_Stored items from a collection_.
####
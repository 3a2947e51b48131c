use eframe::egui::{
    Align2, Area, Frame, Id, Order, Pos2, Rect, RichText, Stroke, Ui, Vec2, Vec2b,
};
use egui_plot::{Axis, AxisHints, Corner, GridMark, Legend, Plot, PlotPoint, VPlacement};

use crate::analysis::{ChartState, HoverHit, hit_test};
use crate::config::{DF, PLOT_CONFIG};
use crate::ui::UI_TEXT;
use crate::ui::plot_layers::{
    GridLayer, HoverLayer, LayerContext, PlotLayer, SeriesLayer, calculate_adaptive_step,
    grid_values,
};
use crate::utils::{date_from_ordinal, format_date};

/// Chart widget state that lives across frames.
#[derive(Default)]
pub struct PlotView {
    hover: Option<HoverHit>,
    /// Screen rect of the last drawn chart (title, axes and plot), used to crop
    /// screenshots for image export
    last_rect: Option<Rect>,
    /// Refit the axes to the data on the next frame
    fit_pending: bool,
}

// Ordinal day -> "YYYY-MM-DD"; marks that are not whole days get no label.
fn create_date_axis() -> AxisHints<'static> {
    AxisHints::new(Axis::X)
        .label(UI_TEXT.plot_x_axis.as_str())
        .formatter(|mark, _range| {
            if mark.value.fract() != 0.0 {
                return String::new();
            }
            date_from_ordinal(mark.value)
                .map(format_date)
                .unwrap_or_default()
        })
        .placement(VPlacement::Bottom)
}

fn create_value_axis() -> AxisHints<'static> {
    AxisHints::new(Axis::Y)
        .label(UI_TEXT.plot_y_axis.as_str())
        .formatter(|mark, _range| format!("{}", mark.value))
}

fn adaptive_marks(bounds: (f64, f64), min_step: f64) -> Vec<GridMark> {
    let (min, max) = bounds;
    let step = calculate_adaptive_step(max - min, PLOT_CONFIG.grid_target_divisions, min_step);
    grid_values(min, max, step)
        .into_iter()
        .map(|value| GridMark {
            value,
            step_size: step,
        })
        .collect()
}

impl PlotView {
    pub fn new() -> Self {
        Self::default()
    }

    /// Forget hover and capture state when a new session replaces the chart.
    pub fn reset(&mut self) {
        self.hover = None;
        self.last_rect = None;
        self.fit_pending = true;
    }

    pub fn last_rect(&self) -> Option<Rect> {
        self.last_rect
    }

    pub fn show(&mut self, ui: &mut Ui, chart: &ChartState) {
        let outer = ui.scope(|ui| self.show_chart(ui, chart));
        // Title, tick labels and axis labels all sit outside the plot frame itself.
        self.last_rect = Some(outer.response.rect);
    }

    fn show_chart(&mut self, ui: &mut Ui, chart: &ChartState) {
        ui.vertical_centered(|ui| {
            ui.label(
                RichText::new(&UI_TEXT.plot_title)
                    .heading()
                    .color(PLOT_CONFIG.axis_text_color),
            );
        });

        let fit_view = std::mem::take(&mut self.fit_pending);

        // Legend, tick and axis text pick their colours from the ui visuals.
        ui.scope(|ui| {
            let visuals = ui.visuals_mut();
            visuals.override_text_color = Some(PLOT_CONFIG.axis_text_color);
            visuals.extreme_bg_color = PLOT_CONFIG.background_color;
            visuals.window_stroke = Stroke::new(1.0, PLOT_CONFIG.legend_border_color);
            visuals.widgets.noninteractive.bg_stroke =
                Stroke::new(1.0, PLOT_CONFIG.legend_border_color);

            let previous_hover = self.hover.clone();
            let response = Plot::new("indicator_plot")
                .legend(Legend::default().position(Corner::LeftTop))
                .custom_x_axes(vec![create_date_axis()])
                .custom_y_axes(vec![create_value_axis()])
                .show_grid(false)
                .set_margin_fraction(Vec2::new(0.0, PLOT_CONFIG.plot_y_padding_pct as f32))
                .label_formatter(|_, _| String::new())
                .x_grid_spacer(|input| adaptive_marks(input.bounds, 1.0))
                .y_grid_spacer(|input| adaptive_marks(input.bounds, 0.0))
                .allow_double_click_reset(true)
                .allow_drag(Vec2b { x: true, y: true })
                .allow_zoom(Vec2b { x: true, y: true })
                .show(ui, |plot_ui| {
                    if fit_view {
                        plot_ui.set_auto_bounds(true);
                    }

                    let ctx = LayerContext {
                        series: chart.series(),
                        hover: previous_hover.as_ref(),
                    };
                    let layers: [&dyn PlotLayer; 3] = [&GridLayer, &SeriesLayer, &HoverLayer];
                    for layer in layers {
                        layer.render(plot_ui, &ctx);
                    }
                });

            let pointer = response
                .response
                .hover_pos()
                .map(|pos| response.transform.value_from_position(pos))
                .map(|p| [p.x, p.y]);

            let hit = crate::trace_time!("Hover hit-test", 2_000, {
                hit_test(chart.series(), pointer, PLOT_CONFIG.hover_threshold)
            });

            if DF.log_hover {
                if let Some(h) = &hit {
                    log::info!("Hover {} {} = {} (d={:.3})", h.name, h.date, h.value, h.distance);
                }
            }

            if hit != self.hover {
                ui.ctx().request_repaint();
            }
            self.hover = hit;

            if let Some(h) = &self.hover {
                let anchor = response
                    .transform
                    .position_from_point(&PlotPoint::new(h.position[0], h.position[1]));
                show_hover_tooltip(ui, anchor, &h.tooltip_text());
            }
        });
    }
}

fn show_hover_tooltip(ui: &Ui, anchor: Pos2, text: &str) {
    let [dx, dy] = PLOT_CONFIG.tooltip_offset;
    Area::new(Id::new("indicator_hover_tooltip"))
        .order(Order::Tooltip)
        .pivot(Align2::LEFT_TOP)
        .fixed_pos(anchor + Vec2::new(dx, dy))
        .interactable(false)
        .show(ui.ctx(), |ui| {
            Frame::popup(ui.style())
                .fill(PLOT_CONFIG.tooltip_background)
                .stroke(Stroke::new(1.0, PLOT_CONFIG.tooltip_text_color))
                .inner_margin(6.0)
                .show(ui, |ui| {
                    ui.label(RichText::new(text).color(PLOT_CONFIG.tooltip_text_color));
                });
        });
}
####
_BRIEF_. Copy the records above. Keep every word as it is.

_WRITTEN RESPONSE_.
repository 3a2947e51b48131c
use eframe::egui::{
    Align2, Area, Frame, Id, Order, Pos2, Rect, RichText, Stroke, Ui, Vec2, Vec2b,
};
use egui_plot::{Axis, AxisHints, Corner, GridMark, Legend, Plot, PlotPoint, VPlacement};

use crate::analysis::{ChartState, HoverHit, hit_test};
use crate::config::{DF, PLOT_CONFIG};
use crate::ui::UI_TEXT;
use crate::ui::plot_layers::{
    GridLayer, HoverLayer, LayerContext, PlotLayer, SeriesLayer, calculate_adaptive_step,
    grid_values,
};
use crate::utils::{date_from_ordinal, format_date};

/// Chart widget state that lives across frames.
#[derive(Default)]
pub struct PlotView {
    hover: Option<HoverHit>,
    /// Screen rect of the last drawn chart (title, axes and plot), used to crop
    /// screenshots for image export
    last_rect: Option<Rect>,
    /// Refit the axes to the data on the next frame
    fit_pending: bool,
}

// Ordinal day -> "YYYY-MM-DD"; marks that are not whole days get no label.
fn create_date_axis() -> AxisHints<'static> {
    AxisHints::new(Axis::X)
        .label(UI_TEXT.plot_x_axis.as_str())
        .formatter(|mark, _range| {
            if mark.value.fract() != 0.0 {
                return String::new();
            }
            date_from_ordinal(mark.value)
                .map(format_date)
                .unwrap_or_default()
        })
        .placement(VPlacement::Bottom)
}

fn create_value_axis() -> AxisHints<'static> {
    AxisHints::new(Axis::Y)
        .label(UI_TEXT.plot_y_axis.as_str())
        .formatter(|mark, _range| format!("{}", mark.value))
}

fn adaptive_marks(bounds: (f64, f64), min_step: f64) -> Vec<GridMark> {
    let (min, max) = bounds;
    let step = calculate_adaptive_step(max - min, PLOT_CONFIG.grid_target_divisions, min_step);
    grid_values(min, max, step)
        .into_iter()
        .map(|value| GridMark {
            value,
            step_size: step,
        })
        .collect()
}

impl PlotView {
    pub fn new() -> Self {
        Self::default()
    }

    /// Forget hover and capture state when a new session replaces the chart.
    pub fn reset(&mut self) {
        self.hover = None;
        self.last_rect = None;
        self.fit_pending = true;
    }

    pub fn last_rect(&self) -> Option<Rect> {
        self.last_rect
    }

    pub fn show(&mut self, ui: &mut Ui, chart: &ChartState) {
        let outer = ui.scope(|ui| self.show_chart(ui, chart));
        // Title, tick labels and axis labels all sit outside the plot frame itself.
        self.last_rect = Some(outer.response.rect);
    }

    fn show_chart(&mut self, ui: &mut Ui, chart: &ChartState) {
        ui.vertical_centered(|ui| {
            ui.label(
                RichText::new(&UI_TEXT.plot_title)
                    .heading()
                    .color(PLOT_CONFIG.axis_text_color),
            );
        });

        let fit_view = std::mem::take(&mut self.fit_pending);

        // Legend, tick and axis text pick their colours from the ui visuals.
        ui.scope(|ui| {
            let visuals = ui.visuals_mut();
            visuals.override_text_color = Some(PLOT_CONFIG.axis_text_color);
            visuals.extreme_bg_color = PLOT_CONFIG.background_color;
            visuals.window_stroke = Stroke::new(1.0, PLOT_CONFIG.legend_border_color);
            visuals.widgets.noninteractive.bg_stroke =
                Stroke::new(1.0, PLOT_CONFIG.legend_border_color);

            let previous_hover = self.hover.clone();
            let response = Plot::new("indicator_plot")
                .legend(Legend::default().position(Corner::LeftTop))
                .custom_x_axes(vec![create_date_axis()])
                .custom_y_axes(vec![create_value_axis()])
                .show_grid(false)
                .set_margin_fraction(Vec2::new(0.0, PLOT_CONFIG.plot_y_padding_pct as f32))
                .label_formatter(|_, _| String::new())
                .x_grid_spacer(|input| adaptive_marks(input.bounds, 1.0))
                .y_grid_spacer(|input| adaptive_marks(input.bounds, 0.0))
                .allow_double_click_reset(true)
                .allow_drag(Vec2b { x: true, y: true })
                .allow_zoom(Vec2b { x: true, y: true })
                .show(ui, |plot_ui| {
                    if fit_view {
                        plot_ui.set_auto_bounds(true);
                    }

                    let ctx = LayerContext {
                        series: chart.series(),
                        hover: previous_hover.as_ref(),
                    };
                    let layers: [&dyn PlotLayer; 3] = [&GridLayer, &SeriesLayer, &HoverLayer];
                    for layer in layers {
                        layer.render(plot_ui, &ctx);
                    }
                });

            let pointer = response
                .response
                .hover_pos()
                .map(|pos| response.transform.value_from_position(pos))
                .map(|p| [p.x, p.y]);

            let hit = crate::trace_time!("Hover hit-test", 2_000, {
                hit_test(chart.series(), pointer, PLOT_CONFIG.hover_threshold)
            });

            if DF.log_hover {
                if let Some(h) = &hit {
                    log::info!("Hover {} {} = {} (d={:.3})", h.name, h.date, h.value, h.distance);
                }
            }

            if hit != self.hover {
                ui.ctx().request_repaint();
            }
            self.hover = hit;

            if let Some(h) = &self.hover {
                let anchor = response
                    .transform
                    .position_from_point(&PlotPoint::new(h.position[0], h.position[1]));
                show_hover_tooltip(ui, anchor, &h.tooltip_text());
            }
        });
    }
}

fn show_hover_tooltip(ui: &Ui, anchor: Pos2, text: &str) {
    let [dx, dy] = PLOT_CONFIG.tooltip_offset;
    Area::new(Id::new("indicator_hover_tooltip"))
        .order(Order::Tooltip)
        .pivot(Align2::LEFT_TOP)
        .fixed_pos(anchor + Vec2::new(dx, dy))
        .interactable(false)
        .show(ui.ctx(), |ui| {
            Frame::popup(ui.style())
                .fill(PLOT_CONFIG.tooltip_background)
                .stroke(Stroke::new(1.0, PLOT_CONFIG.tooltip_text_color))
                .inner_margin(6.0)
                .show(ui, |ui| {
                    ui.label(RichText::new(text).color(PLOT_CONFIG.tooltip_text_color));
                });
        });
}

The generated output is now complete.